Repeat the lines below exactly as written, please, from the line with "on zone ids." to the line with "#[derive(Clone, Debug)]", both lines included, and no others.

* [Stored data entries]
↓

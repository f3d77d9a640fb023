// Copyright (c) 2025 Erick Bourgeois, firestoned
// SPDX-License-Identifier: MIT

//! DNS provider capability and its AWS Route 53 implementation.
//!
//! The zone lifecycle core only ever talks to a [`ZoneProvider`]. The trait
//! has six request/response calls and keeps no state between them.
//! [`Route53Provider`] binds it to the AWS SDK; the in-memory
//! provider in [`super::memory`] binds it for tests and local development.

use super::types::{
    ChangeAction, CreatedZone, DelegationSet, HostedZoneSummary, RecordSetChange, RecordType,
    ResourceRecordSet,
};
use crate::constants::HOSTED_ZONE_ID_PREFIX;
use crate::dns_errors::ZoneError;
use crate::metrics::record_provider_call;
use async_trait::async_trait;
use aws_sdk_route53::error::{DisplayErrorContext, ProvideErrorMetadata, SdkError};
use aws_sdk_route53::types::{
    Change, ChangeAction as AwsChangeAction, ChangeBatch, HostedZoneConfig, ResourceRecord,
    ResourceRecordSet as AwsResourceRecordSet, RrType, Vpc, VpcRegion,
};
use aws_sdk_route53::Client;
use tracing::debug;

/// The provider operations the zone lifecycle core depends on.
#[async_trait]
pub trait ZoneProvider: Send + Sync {
    /// List every hosted zone in the account.
    async fn list_zones(&self) -> Result<Vec<HostedZoneSummary>, ZoneError>;

    /// Create a hosted zone. `caller_reference` must be unique per request.
    async fn create_zone(
        &self,
        name: &str,
        private: bool,
        caller_reference: &str,
    ) -> Result<CreatedZone, ZoneError>;

    /// Delete a hosted zone by id.
    async fn delete_zone(&self, zone_id: &str) -> Result<(), ZoneError>;

    /// Fetch the delegation set of a hosted zone by id.
    async fn get_zone(&self, zone_id: &str) -> Result<DelegationSet, ZoneError>;

    /// Apply a change batch atomically.
    async fn change_record_sets(
        &self,
        zone_id: &str,
        changes: Vec<RecordSetChange>,
    ) -> Result<(), ZoneError>;

    /// Read the record set `(name, record_type)` from a hosted zone, if present.
    async fn list_record_sets(
        &self,
        zone_id: &str,
        name: &str,
        record_type: RecordType,
    ) -> Result<Option<ResourceRecordSet>, ZoneError>;
}

/// Strip the `/hostedzone/` prefix Route 53 puts on zone ids.
#[must_use]
pub fn trim_hosted_zone_id(id: &str) -> String {
    id.trim_start_matches(HOSTED_ZONE_ID_PREFIX).to_string()
}

/// VPC a private hosted zone is associated with at creation.
#[derive(Clone, Debug, PartialEq, Eq)]
pub struct PrivateZoneVpc {
    pub vpc_id: String,
    pub vpc_region: String,
}

/// [`ZoneProvider`] backed by AWS Route 53.
#[derive(Clone, Debug)]
pub struct Route53Provider {
    client: Client,
    private_zone_vpc: Option<PrivateZoneVpc>,
}

impl Route53Provider {
    /// Wrap an existing Route 53 client.
    #[must_use]
    pub fn new(client: Client, private_zone_vpc: Option<PrivateZoneVpc>) -> Self {
        Self {
            client,
            private_zone_vpc,
        }
    }

    /// Build a provider from shared AWS configuration.
    ///
    /// `endpoint_url` overrides the Route 53 endpoint (e.g. LocalStack).
    #[must_use]
    pub fn from_sdk_config(
        sdk_config: &aws_config::SdkConfig,
        endpoint_url: Option<&str>,
        private_zone_vpc: Option<PrivateZoneVpc>,
    ) -> Self {
        let mut builder = aws_sdk_route53::config::Builder::from(sdk_config);
        if let Some(endpoint) = endpoint_url {
            builder = builder.endpoint_url(endpoint);
        }
        Self::new(Client::from_conf(builder.build()), private_zone_vpc)
    }
}

/// Map an SDK error onto the zone error taxonomy.
///
/// Transport failures, timeouts and throttling are transient. A service error
/// naming a missing hosted zone becomes [`ZoneError::NotFound`]; every other
/// service error is a rejection.
fn classify_sdk_error<E, R>(operation: &str, subject: &str, err: &SdkError<E, R>) -> ZoneError
where
    E: ProvideErrorMetadata + std::error::Error + 'static,
    R: std::fmt::Debug,
{
    let reason = DisplayErrorContext(err).to_string();
    let unavailable = || ZoneError::ProviderUnavailable {
        operation: operation.to_string(),
        reason: reason.clone(),
    };

    match err {
        SdkError::TimeoutError(_) | SdkError::DispatchFailure(_) | SdkError::ResponseError(_) => {
            unavailable()
        }
        SdkError::ServiceError(service) => match service.err().code() {
            Some("NoSuchHostedZone") => ZoneError::zone_not_found(subject),
            Some(
                "Throttling"
                | "ThrottlingException"
                | "PriorRequestNotComplete"
                | "ServiceUnavailable"
                | "InternalFailure",
            ) => unavailable(),
            _ => ZoneError::ProviderRejected {
                operation: operation.to_string(),
                reason,
            },
        },
        _ => ZoneError::ProviderRejected {
            operation: operation.to_string(),
            reason,
        },
    }
}

fn build_error(operation: &str, err: impl std::fmt::Display) -> ZoneError {
    ZoneError::ProviderRejected {
        operation: operation.to_string(),
        reason: format!("invalid request: {err}"),
    }
}

fn to_delegation_set(set: Option<&aws_sdk_route53::types::DelegationSet>) -> DelegationSet {
    set.map(|set| DelegationSet {
        id: set.id().map(trim_hosted_zone_id),
        name_servers: set.name_servers().to_vec(),
    })
    .unwrap_or_default()
}

fn to_aws_record_set(
    operation: &str,
    record_set: &ResourceRecordSet,
) -> Result<AwsResourceRecordSet, ZoneError> {
    let records = record_set
        .values
        .iter()
        .map(|value| {
            ResourceRecord::builder()
                .value(value)
                .build()
                .map_err(|e| build_error(operation, e))
        })
        .collect::<Result<Vec<_>, _>>()?;

    let rr_type = match record_set.record_type {
        RecordType::Ns => RrType::Ns,
    };

    AwsResourceRecordSet::builder()
        .name(&record_set.name)
        .r#type(rr_type)
        .set_ttl(record_set.ttl)
        .set_resource_records(Some(records))
        .build()
        .map_err(|e| build_error(operation, e))
}

#[async_trait]
impl ZoneProvider for Route53Provider {
    async fn list_zones(&self) -> Result<Vec<HostedZoneSummary>, ZoneError> {
        const OPERATION: &str = "ListHostedZones";

        let mut zones = Vec::new();
        let mut marker: Option<String> = None;
        let mut page_count = 0;

        loop {
            page_count += 1;
            let output = self
                .client
                .list_hosted_zones()
                .set_marker(marker.take())
                .send()
                .await
                .map_err(|e| classify_sdk_error(OPERATION, "*", &e));
            record_provider_call(OPERATION, output.is_ok());
            let output = output?;

            zones.extend(output.hosted_zones().iter().map(|zone| HostedZoneSummary {
                id: trim_hosted_zone_id(zone.id()),
                name: zone.name().to_string(),
            }));

            debug!(
                page = page_count,
                total_zones = zones.len(),
                "Fetched hosted zone page from Route 53"
            );

            match output.next_marker() {
                Some(next) if output.is_truncated() => marker = Some(next.to_string()),
                _ => break,
            }
        }

        Ok(zones)
    }

    async fn create_zone(
        &self,
        name: &str,
        private: bool,
        caller_reference: &str,
    ) -> Result<CreatedZone, ZoneError> {
        const OPERATION: &str = "CreateHostedZone";

        let mut request = self
            .client
            .create_hosted_zone()
            .name(name)
            .caller_reference(caller_reference)
            .hosted_zone_config(HostedZoneConfig::builder().private_zone(private).build());

        if private {
            if let Some(vpc) = &self.private_zone_vpc {
                request = request.vpc(
                    Vpc::builder()
                        .vpc_id(&vpc.vpc_id)
                        .vpc_region(VpcRegion::from(vpc.vpc_region.as_str()))
                        .build(),
                );
            }
        }

        let output = request
            .send()
            .await
            .map_err(|e| classify_sdk_error(OPERATION, name, &e));
        record_provider_call(OPERATION, output.is_ok());
        let output = output?;

        let id = output
            .hosted_zone()
            .map(|zone| trim_hosted_zone_id(zone.id()))
            .ok_or_else(|| ZoneError::ProviderRejected {
                operation: OPERATION.to_string(),
                reason: format!("response for '{name}' carried no hosted zone"),
            })?;

        Ok(CreatedZone {
            id,
            delegation_set: to_delegation_set(output.delegation_set()),
        })
    }

    async fn delete_zone(&self, zone_id: &str) -> Result<(), ZoneError> {
        const OPERATION: &str = "DeleteHostedZone";

        let result = self
            .client
            .delete_hosted_zone()
            .id(zone_id)
            .send()
            .await
            .map_err(|e| classify_sdk_error(OPERATION, zone_id, &e));
        record_provider_call(OPERATION, result.is_ok());
        result.map(|_| ())
    }

    async fn get_zone(&self, zone_id: &str) -> Result<DelegationSet, ZoneError> {
        const OPERATION: &str = "GetHostedZone";

        let output = self
            .client
            .get_hosted_zone()
            .id(zone_id)
            .send()
            .await
            .map_err(|e| classify_sdk_error(OPERATION, zone_id, &e));
        record_provider_call(OPERATION, output.is_ok());

        // Private zones carry no delegation set
        Ok(to_delegation_set(output?.delegation_set()))
    }

    async fn change_record_sets(
        &self,
        zone_id: &str,
        changes: Vec<RecordSetChange>,
    ) -> Result<(), ZoneError> {
        const OPERATION: &str = "ChangeResourceRecordSets";

        let aws_changes = changes
            .iter()
            .map(|change| {
                let action = match change.action {
                    ChangeAction::Create => AwsChangeAction::Create,
                    ChangeAction::Delete => AwsChangeAction::Delete,
                };
                Change::builder()
                    .action(action)
                    .resource_record_set(to_aws_record_set(OPERATION, &change.record_set)?)
                    .build()
                    .map_err(|e| build_error(OPERATION, e))
            })
            .collect::<Result<Vec<_>, _>>()?;

        let batch = ChangeBatch::builder()
            .set_changes(Some(aws_changes))
            .build()
            .map_err(|e| build_error(OPERATION, e))?;

        let result = self
            .client
            .change_resource_record_sets()
            .hosted_zone_id(zone_id)
            .change_batch(batch)
            .send()
            .await
            .map_err(|e| classify_sdk_error(OPERATION, zone_id, &e));
        record_provider_call(OPERATION, result.is_ok());
        result.map(|_| ())
    }

    async fn list_record_sets(
        &self,
        zone_id: &str,
        name: &str,
        record_type: RecordType,
    ) -> Result<Option<ResourceRecordSet>, ZoneError> {
        const OPERATION: &str = "ListResourceRecordSets";

        let rr_type = match record_type {
            RecordType::Ns => RrType::Ns,
        };

        let output = self
            .client
            .list_resource_record_sets()
            .hosted_zone_id(zone_id)
            .start_record_name(name)
            .start_record_type(rr_type.clone())
            .max_items(1)
            .send()
            .await
            .map_err(|e| classify_sdk_error(OPERATION, zone_id, &e));
        record_provider_call(OPERATION, output.is_ok());
        let output = output?;

        // Listing starts at (name, type) and may return the next set instead
        let wanted = super::oracle::canonicalize(name).to_ascii_lowercase();
        Ok(output
            .resource_record_sets()
            .iter()
            .find(|set| set.name().to_ascii_lowercase() == wanted && *set.r#type() == rr_type)
            .map(|set| ResourceRecordSet {
                name: set.name().to_string(),
                record_type,
                ttl: set.ttl(),
                values: set
                    .resource_records()
                    .iter()
                    .map(|record| record.value().to_string())
                    .collect(),
            }))
    }
}

#[cfg(test)]
#[path = "provider_tests.rs"]
mod provider_tests;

↑

* [Response]
/// Strip the `/hostedzone/` prefix Route 53 puts on zone ids.
#[must_use]
pub fn trim_hosted_zone_id(id: &str) -> String {
    id.trim_start_matches(HOSTED_ZONE_ID_PREFIX).to_string()
}

/// VPC a private hosted zone is associated with at creation.
#[derive(Clone, Debug, PartialEq, Eq)]
pub struct PrivateZoneVpc {
    pub vpc_id: String,
    pub vpc_region: String,
}

/// [`ZoneProvider`] backed by AWS Route 53.
#[derive(Clone, Debug)]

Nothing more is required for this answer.